### [INPUT MATERIAL]

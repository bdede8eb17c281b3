//! Configuration loading and types for bloblabel.
//!
//! Configuration is read from a YAML file and deserialized into the
//! [`Config`] struct.  A missing file is created with defaults on first
//! load, and saving rewrites the whole document.  Each subsection governs
//! a different part of the system: the blob store, the local record
//! location, logging, and observability.

use serde::{Deserialize, Serialize};
use std::path::{Path, PathBuf};

use crate::errors::ConfigError;

/// Top-level configuration.
#[derive(Debug, Clone, Default, PartialEq, Serialize, Deserialize)]
pub struct Config {
    /// Blob store settings.
    #[serde(default)]
    pub storage: StorageConfig,

    /// Local record / download settings.
    #[serde(default)]
    pub source: SourceConfig,

    /// Logging settings.
    #[serde(default)]
    pub logging: LoggingConfig,

    /// Observability settings.
    #[serde(default)]
    pub observability: ObservabilityConfig,
}

/// Blob store configuration.
#[derive(Debug, Clone, PartialEq, Serialize, Deserialize)]
pub struct StorageConfig {
    /// Backend type: `azure` or `memory`.
    #[serde(default = "default_storage_backend")]
    pub backend: String,

    /// Azure storage account name.
    #[serde(default)]
    pub account: String,

    /// Base64 account key. Falls back to `AZURE_STORAGE_KEY` when empty.
    #[serde(default)]
    pub account_key: String,

    /// Container holding the labelled directories.
    #[serde(default)]
    pub container: String,

    /// Prefix under which label directories live.
    #[serde(default)]
    pub blob_prefix: String,

    /// File suffix filter, e.g. `.jpg`. Empty matches every blob.
    #[serde(default = "default_file_type")]
    pub file_type: String,

    /// Override of the blob service endpoint (e.g. Azurite).
    #[serde(default)]
    pub endpoint: Option<String>,

    /// Per-request timeout in seconds.
    #[serde(default = "default_request_timeout")]
    pub request_timeout_secs: u64,
}

impl Default for StorageConfig {
    fn default() -> Self {
        Self {
            backend: default_storage_backend(),
            account: String::new(),
            account_key: String::new(),
            container: String::new(),
            blob_prefix: String::new(),
            file_type: default_file_type(),
            endpoint: None,
            request_timeout_secs: default_request_timeout(),
        }
    }
}

impl StorageConfig {
    /// The account key from config, or from `AZURE_STORAGE_KEY`.
    pub fn resolved_account_key(&self) -> Option<String> {
        if !self.account_key.is_empty() {
            return Some(self.account_key.clone());
        }
        std::env::var("AZURE_STORAGE_KEY")
            .ok()
            .filter(|k| !k.is_empty())
    }

    /// Blob service endpoint for the configured account.
    pub fn endpoint_url(&self) -> String {
        match &self.endpoint {
            Some(url) if !url.is_empty() => url.trim_end_matches('/').to_string(),
            _ => format!("https://{}.blob.core.windows.net", self.account),
        }
    }
}

/// Where classifications, the catalog and downloads are kept.
#[derive(Debug, Clone, PartialEq, Serialize, Deserialize)]
pub struct SourceConfig {
    /// Directory for the catalog, the sink and the `temp/` download area.
    #[serde(default = "default_record_location")]
    pub record_location: PathBuf,

    /// Expected number of files. Display only.
    #[serde(default)]
    pub file_count: u64,

    /// Remove downloaded files on cleanup.
    #[serde(default = "default_true")]
    pub delete_source_files_when_complete: bool,
}

impl Default for SourceConfig {
    fn default() -> Self {
        Self {
            record_location: default_record_location(),
            file_count: 0,
            delete_source_files_when_complete: true,
        }
    }
}

impl SourceConfig {
    /// Directory that receives downloaded blobs.
    pub fn download_dir(&self) -> PathBuf {
        self.record_location.join("temp")
    }
}

/// Logging configuration.
#[derive(Debug, Clone, PartialEq, Serialize, Deserialize)]
pub struct LoggingConfig {
    /// Log level: trace, debug, info, warn, error.
    #[serde(default = "default_log_level")]
    pub level: String,

    /// Log format: text or json.
    #[serde(default = "default_log_format")]
    pub format: String,
}

impl Default for LoggingConfig {
    fn default() -> Self {
        Self {
            level: default_log_level(),
            format: default_log_format(),
        }
    }
}

/// Observability settings.
#[derive(Debug, Clone, PartialEq, Serialize, Deserialize)]
pub struct ObservabilityConfig {
    /// Install the Prometheus recorder and collect counters.
    #[serde(default = "default_true")]
    pub metrics: bool,
}

impl Default for ObservabilityConfig {
    fn default() -> Self {
        Self { metrics: true }
    }
}

// -- Defaults ----------------------------------------------------------------

fn default_true() -> bool {
    true
}

fn default_storage_backend() -> String {
    "azure".to_string()
}

fn default_file_type() -> String {
    ".jpg".to_string()
}

fn default_request_timeout() -> u64 {
    300
}

fn default_record_location() -> PathBuf {
    PathBuf::from("./data/records")
}

fn default_log_level() -> String {
    "info".to_string()
}

fn default_log_format() -> String {
    "text".to_string()
}

// -- Loader ------------------------------------------------------------------

/// Load and parse configuration from a YAML file at `path`.
pub fn load_config<P: AsRef<Path>>(path: P) -> Result<Config, ConfigError> {
    let path = path.as_ref();
    let contents = std::fs::read_to_string(path).map_err(|source| ConfigError::Io {
        path: path.display().to_string(),
        source,
    })?;
    serde_yaml::from_str(&contents).map_err(|e| ConfigError::Malformed {
        path: path.display().to_string(),
        message: e.to_string(),
    })
}

/// Load the configuration at `path`, writing a default file first if none
/// exists.
pub fn load_or_create_config<P: AsRef<Path>>(path: P) -> Result<Config, ConfigError> {
    let path = path.as_ref();
    if path.exists() {
        return load_config(path);
    }
    let config = Config::default();
    save_config(path, &config)?;
    Ok(config)
}

/// Rewrite the configuration file at `path` with `config`.
pub fn save_config<P: AsRef<Path>>(path: P, config: &Config) -> Result<(), ConfigError> {
    let path = path.as_ref();
    let io_err = |source| ConfigError::Io {
        path: path.display().to_string(),
        source,
    };
    if let Some(parent) = path.parent().filter(|p| !p.as_os_str().is_empty()) {
        std::fs::create_dir_all(parent).map_err(io_err)?;
    }
    let yaml = serde_yaml::to_string(config).map_err(|e| ConfigError::Malformed {
        path: path.display().to_string(),
        message: e.to_string(),
    })?;
    std::fs::write(path, yaml).map_err(io_err)
}

#[cfg(test)]
mod tests {
    use super::*;

    #[test]
    fn test_defaults() {
        let config = Config::default();
        assert_eq!(config.storage.backend, "azure");
        assert_eq!(config.storage.file_type, ".jpg");
        assert_eq!(config.storage.request_timeout_secs, 300);
        assert!(config.source.delete_source_files_when_complete);
        assert_eq!(config.logging.level, "info");
        assert!(config.observability.metrics);
    }

    #[test]
    fn test_partial_yaml_fills_defaults() {
        let yaml = "storage:\n  account: myacct\n  container: images\n";
        let config: Config = serde_yaml::from_str(yaml).unwrap();
        assert_eq!(config.storage.account, "myacct");
        assert_eq!(config.storage.container, "images");
        assert_eq!(config.storage.file_type, ".jpg");
        assert_eq!(config.source.record_location, PathBuf::from("./data/records"));
    }

    #[test]
    fn test_load_or_create_writes_defaults() {
        let tmp = tempfile::tempdir().unwrap();
        let path = tmp.path().join("nested").join("bloblabel.yaml");
        let config = load_or_create_config(&path).unwrap();
        assert!(path.exists());
        assert_eq!(config, Config::default());

        let reloaded = load_config(&path).unwrap();
        assert_eq!(reloaded, config);
    }

    #[test]
    fn test_save_rewrites_whole_document() {
        let tmp = tempfile::tempdir().unwrap();
        let path = tmp.path().join("bloblabel.yaml");
        let mut config = load_or_create_config(&path).unwrap();
        config.storage.blob_prefix = "labelled/".to_string();
        config.source.file_count = 1200;
        save_config(&path, &config).unwrap();

        let reloaded = load_or_create_config(&path).unwrap();
        assert_eq!(reloaded.storage.blob_prefix, "labelled/");
        assert_eq!(reloaded.source.file_count, 1200);
    }

    #[test]
    fn test_malformed_file() {
        let tmp = tempfile::tempdir().unwrap();
        let path = tmp.path().join("bad.yaml");
        std::fs::write(&path, "storage: [not, a, map]").unwrap();
        let err = load_config(&path).unwrap_err();
        assert!(matches!(err, ConfigError::Malformed { .. }));
    }

    #[test]
    fn test_endpoint_url() {
        let mut storage = StorageConfig {
            account: "acct".to_string(),
            ..StorageConfig::default()
        };
        assert_eq!(storage.endpoint_url(), "https://acct.blob.core.windows.net");
        storage.endpoint = Some("http://127.0.0.1:10000/devstoreaccount1/".to_string());
        assert_eq!(
            storage.endpoint_url(),
            "http://127.0.0.1:10000/devstoreaccount1"
        );
    }

    #[test]
    fn test_download_dir() {
        let source = SourceConfig {
            record_location: PathBuf::from("/var/records"),
            ..SourceConfig::default()
        };
        assert_eq!(source.download_dir(), PathBuf::from("/var/records/temp"));
    }
}
//! Storage gateway: every interaction the engine has with the blob store.
//!
//! Wraps a [`BlobStore`] with the configured container, prefix and file
//! type, and adds the behavior the rest of the crate relies on:
//!
//! - a per-instance read-token cache that signs at most once per validity
//!   window, even with concurrent callers;
//! - a depth-first directory walk driven by an explicit worklist;
//! - a lazy, page-at-a-time blob listing with suffix filtering;
//! - downloads that report a [`TransportError`] internally and collapse to
//!   a `bool` at the boundary.

use base64::engine::general_purpose::STANDARD as BASE64_STANDARD;
use base64::Engine;
use chrono::{DateTime, Duration, Utc};
use metrics::counter;
use std::collections::VecDeque;
use std::path::Path;
use std::sync::{Arc, Mutex};
use tracing::{debug, info, warn};

use super::backend::{blob_display_name, file_name, BlobItem, BlobRef, BlobStore, TokenWindow};
use crate::config::StorageConfig;
use crate::errors::{ConfigError, TransportError};
use crate::metrics::{
    BLOBS_LISTED_TOTAL, DIRECTORIES_LISTED_TOTAL, DOWNLOADS_TOTAL, DOWNLOAD_BYTES_TOTAL,
    TOKENS_ISSUED_TOTAL,
};

/// A cached token is re-signed once its expiry is this close.
const TOKEN_REFRESH_MARGIN_MINUTES: i64 = 5;

/// Recover a [`TransportError`] that a backend raised through `anyhow`.
fn into_transport(e: anyhow::Error) -> TransportError {
    match e.downcast::<TransportError>() {
        Ok(t) => t,
        Err(e) => TransportError::Other(e),
    }
}

#[derive(Debug, Clone)]
struct CachedToken {
    container: String,
    token: String,
    expiry: DateTime<Utc>,
}

impl CachedToken {
    fn usable_for(&self, container: &str, now: DateTime<Utc>) -> bool {
        self.container == container
            && now + Duration::minutes(TOKEN_REFRESH_MARGIN_MINUTES) < self.expiry
    }
}

/// Gateway over one blob store.
pub struct StorageGateway {
    store: Arc<dyn BlobStore>,
    settings: StorageConfig,
    token: Mutex<Option<CachedToken>>,
}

### [TASK OBJECTIVE]
Pull out every line of the records above that contains the word "AsRef".

### [RESULT]
pub fn load_config<P: AsRef<Path>>(path: P) -> Result<Config, ConfigError> {
pub fn load_or_create_config<P: AsRef<Path>>(path: P) -> Result<Config, ConfigError> {
pub fn save_config<P: AsRef<Path>>(path: P, config: &Config) -> Result<(), ConfigError> {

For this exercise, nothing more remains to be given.